My father loved fishing. Our holidays passed by in a whirl of rods and floats. We spent our days in search of the best catch: in the mornings it was surface fishing for garfish, afternoons was at the beach catching whiting, while balmy nights were often spent by torch light, prawning. He taught me how to chase eddies in the tide to find good Flathead and where to gather oysters. Dad could happily spend hours out in the boat or on the beach – more often than not he would have a good catch, but sometimes we would come home with nothing. He didn’t seem to mind – I think it was more the fishing than the fish that Dad enjoyed. My love of the rockpools surrounding Sydney, and the seafood within, was the reason behind our restaurant name. I guess it was that background that made me totally comfortable with fish, at a time in Australia when seafood was not often on the table in many people’s homes. To me, our long summer days are absolutely made for seafood feasts shared with friends and family.
Select and Store
It’s important to choose the most vibrant, handsome-looking fish you can. It’s easier to tell if a fish is fresh by looking at a whole one: the eyes should be clear and shiny and it will smell of the sea – a sweet fresh smell, not a fishy one. Shellfish should either be alive, or look bright and vibrant if dead. Seafood such as oysters, mussels and clams should be heavy and full of salt water. Squid and octopus should be vividly coloured and shiny.
Seafood Antipasto - Serves 4-8 as part of a shared banquet
A wonderful dish we serve at my Melbourne restaurant Rosetta. Please use any seafood you like - just make sure it's fresh from the fish monger.
- 600g clams/vongole (or mussels, just remember to clean them and pull out the hairy beards)
- 330g whole octopus with tentacles, gutted and cleaned, thawed if frozen
- 2 small squid with tentacles (about 330g), cleaned
- 450g raw prawns, shells on 1/3 cup (80ml) white wine
- 30ml lemon and oil whisked together to taste
- 2 celery stalks, leaves reserved, finely chopped
- 1 tbsp finely chopped flat-leaf (Italian) parsley
- 2 cloves of confit garlic, finely chopped
- Soak the clams in cold water for 15 minutes, then drain and rinse well.
- If using fresh octopus, beat it with a meat hammer to tenderise it (you don’t need to do this if you are using frozen octopus, as freezing has a tenderising effect). Rinse well under cold running water, wiping with a clean sponge to remove any excess saltiness. Bring a large saucepan of water to the boil (do not add salt as this will toughen the octopus). Add octopus, cover and reduce heat to low. Gently simmer for 20-30 minutes, until tender. Drain well, then cut octopus into bite-sized pieces.
- Meanwhile, bring another saucepan of water to the boil. Add the squid and simmer over low heat for 10 minutes, then remove with a slotted spoon. Allow to cool, then separate the tentacles from the squid and slice squid bodies into strips.

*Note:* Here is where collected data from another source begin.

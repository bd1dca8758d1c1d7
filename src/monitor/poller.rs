use std::time::{Duration, Instant};

use tokio::sync::mpsc;

use cycletrack_core::{
    Engine, RecordStore, ScalarStore, Snapshot, SystemClock, TelemetrySource,
};

use crate::config::Settings;

/// Message sent from poller to main loop
#[derive(Debug)]
pub enum PollMessage {
    /// Fresh snapshot from an accounting tick
    Updated(Box<Snapshot>),
    /// Error during polling
    Error(String),
}

/// Drives the accounting engine at a fixed cadence.
///
/// Single-writer by construction: the poller owns the engine and both stores,
/// so every tick runs to completion before the next is scheduled.
pub struct Poller<T> {
    engine: Engine,
    telemetry: T,
    records: Box<dyn RecordStore + Send>,
    scalars: Box<dyn ScalarStore + Send>,
    settings: Settings,
    /// Poll at the tighter detail cadence
    detail: bool,
}

impl<T: TelemetrySource + Send + 'static> Poller<T> {
    pub fn new(
        settings: Settings,
        engine: Engine,
        telemetry: T,
        records: Box<dyn RecordStore + Send>,
        scalars: Box<dyn ScalarStore + Send>,
        detail: bool,
    ) -> Self {
        Self {
            engine,
            telemetry,
            records,
            scalars,
            settings,
            detail,
        }
    }

    /// Start polling in a background task
    pub fn start(self) -> mpsc::Receiver<PollMessage> {
        let (tx, rx) = mpsc::channel(16);

        tokio::spawn(async move {
            self.run(tx).await;
        });

        rx
    }

    /// Run the polling loop
    async fn run(mut self, tx: mpsc::Sender<PollMessage>) {
        let interval_secs = if self.detail {
            self.settings.detail_poll_interval_secs
        } else {
            self.settings.poll_interval_secs
        };
        let clock = SystemClock;
        let mut last_error: Option<String> = None;
        let mut last_error_at: Option<Instant> = None;

        loop {
            let snapshot = self.engine.tick(
                &clock,
                &self.telemetry,
                self.records.as_mut(),
                self.scalars.as_mut(),
            );

            if snapshot.has_telemetry() {
                last_error = None;
                last_error_at = None;
                if tx
                    .send(PollMessage::Updated(Box::new(snapshot)))
                    .await
                    .is_err()
                {
                    break; // Receiver dropped
                }
            } else {
                // Suppress repeats of the same error within a short window.
                let err_str = "battery telemetry unavailable".to_string();
                let should_send = match &last_error {
                    Some(prev) if prev == &err_str => last_error_at
                        .map(|t| t.elapsed() >= Duration::from_secs(2))
                        .unwrap_or(true),
                    _ => true,
                };
                if should_send {
                    if tx.send(PollMessage::Error(err_str.clone())).await.is_err() {
                        break;
                    }
                    last_error_at = Some(Instant::now());
                }
                last_error = Some(err_str);
            }

            tokio::time::sleep(Duration::from_secs(interval_secs)).await;
        }
    }
}

#[cfg(test)]
mod tests {
    use super::*;
    use cycletrack_core::{EngineConfig, MemoryRecordStore, MemoryScalarStore, ScalarState};

    #[derive(Debug, Default)]
    struct NoTelemetry;

    impl TelemetrySource for NoTelemetry {
        fn cycle_count(&self) -> Option<i64> {
            None
        }

        fn capacity(&self) -> Option<cycletrack_core::Capacity> {
            None
        }

        fn design_capacity(&self) -> Option<i64> {
            None
        }

        fn health_text(&self) -> Option<String> {
            None
        }

        fn official_health_percent(&self) -> Option<i64> {
            None
        }

        fn power_source(&self) -> cycletrack_core::PowerSource {
            cycletrack_core::PowerSource::Unknown
        }

        fn time_remaining(&self) -> Option<cycletrack_core::TimeRemaining> {
            None
        }
    }

    #[tokio::test]
    async fn test_poller_reports_missing_telemetry_once() {
        let mut settings = Settings::default();
        settings.poll_interval_secs = 1;
        let engine = Engine::new(EngineConfig::default(), ScalarState::default());
        let poller = Poller::new(
            settings,
            engine,
            NoTelemetry,
            Box::new(MemoryRecordStore::new()),
            Box::new(MemoryScalarStore::new()),
            false,
        );

        let mut rx = poller.start();
        match rx.recv().await {
            Some(PollMessage::Error(message)) => {
                assert!(message.contains("telemetry"));
            }
            other => panic!("expected an error message, got {other:?}"),
        }
    }
}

- Add prawns to the pan of squid water and simmer for 2 minutes or until they have changed colour and are just cooked. Remove with a slotted spoon. Allow to cool, then peel and devein.

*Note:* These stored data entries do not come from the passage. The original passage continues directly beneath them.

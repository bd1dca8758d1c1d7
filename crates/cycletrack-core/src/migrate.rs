//! One-shot import of the legacy flat day -> cycles map.
//!
//! Older versions persisted only a per-day cycle count. The import runs once
//! (guarded by a scalar flag) and only fills days the record store does not
//! already account for.

use std::collections::BTreeMap;

use chrono::NaiveDate;
use tracing::info;

use crate::records::{DailyRecord, RecordStore, StoreError};
use crate::scalars::ScalarState;

/// Import legacy daily cycle counts, returning how many days were filled.
pub fn import_legacy_daily_cycles(
    legacy: &BTreeMap<NaiveDate, i64>,
    records: &mut dyn RecordStore,
    state: &mut ScalarState,
) -> Result<usize, StoreError> {
    if state.legacy_cycles_imported {
        return Ok(0);
    }

    let mut imported = 0;
    for (&day, &cycles) in legacy {
        if cycles <= 0 {
            continue;
        }
        let mut record = records
            .get(day)
            .unwrap_or_else(|| DailyRecord::new(day));
        // A record that already carries cycles wins over the legacy map.
        if record.cycles > 0 {
            continue;
        }
        record.cycles = cycles;
        records.put(record)?;
        imported += 1;
    }

    state.legacy_cycles_imported = true;
    if imported > 0 {
        info!(days = imported, "imported legacy daily cycle counts");
    }
    Ok(imported)
}

#[cfg(test)]
mod tests {
    use super::*;
    use crate::records::MemoryRecordStore;
    use pretty_assertions::assert_eq;

    fn day(s: &str) -> NaiveDate {
        s.parse().unwrap()
    }

    fn legacy(entries: &[(&str, i64)]) -> BTreeMap<NaiveDate, i64> {
        entries.iter().map(|(d, c)| (day(d), *c)).collect()
    }

    #[test]
    fn test_import_fills_missing_days() {
        let mut records = MemoryRecordStore::new();
        let mut state = ScalarState::default();
        let map = legacy(&[("2025-11-01", 2), ("2025-11-02", 0), ("2025-11-03", 1)]);

        let imported = import_legacy_daily_cycles(&map, &mut records, &mut state).unwrap();
        assert_eq!(imported, 2);
        assert_eq!(records.get(day("2025-11-01")).unwrap().cycles, 2);
        assert_eq!(records.get(day("2025-11-02")), None);
        assert!(state.legacy_cycles_imported);
    }

    #[test]
    fn test_existing_records_win() {
        let mut records = MemoryRecordStore::new();
        let mut existing = DailyRecord::new(day("2025-11-01"));
        existing.cycles = 5;
        records.put(existing).unwrap();

        let mut state = ScalarState::default();
        let imported = import_legacy_daily_cycles(
            &legacy(&[("2025-11-01", 2)]),
            &mut records,
            &mut state,
        )
        .unwrap();
        assert_eq!(imported, 0);
        assert_eq!(records.get(day("2025-11-01")).unwrap().cycles, 5);
    }

    #[test]
    fn test_import_runs_once() {
        let mut records = MemoryRecordStore::new();
        let mut state = ScalarState::default();
        let map = legacy(&[("2025-11-01", 2)]);

        import_legacy_daily_cycles(&map, &mut records, &mut state).unwrap();
        records.delete_all().unwrap();
        let imported = import_legacy_daily_cycles(&map, &mut records, &mut state).unwrap();
        assert_eq!(imported, 0);
        assert_eq!(records.all(), vec![]);
    }
}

- Place clams and white wine in a large saucepan over high heat. Cover and cook, shaking the pan occasionally, until clams have opened. Remove from heat and strain, reserving cooking liquid and discarding any clams that haven’t opened.
- Whisk 50ml of strained clam cooking liquid with the lemon oil. Season with sea salt and black pepper.
- Put the octopus, squid, prawns, clams, chopped celery and celery leaves in a shallow serving dish. Drizzle the dressing over the seafood. Scatter with the parsley and garlic and serve immediately.
NOTE: If the clams are packaged and pre-washed there is no need to soak them – just remove them from the packet and rinse.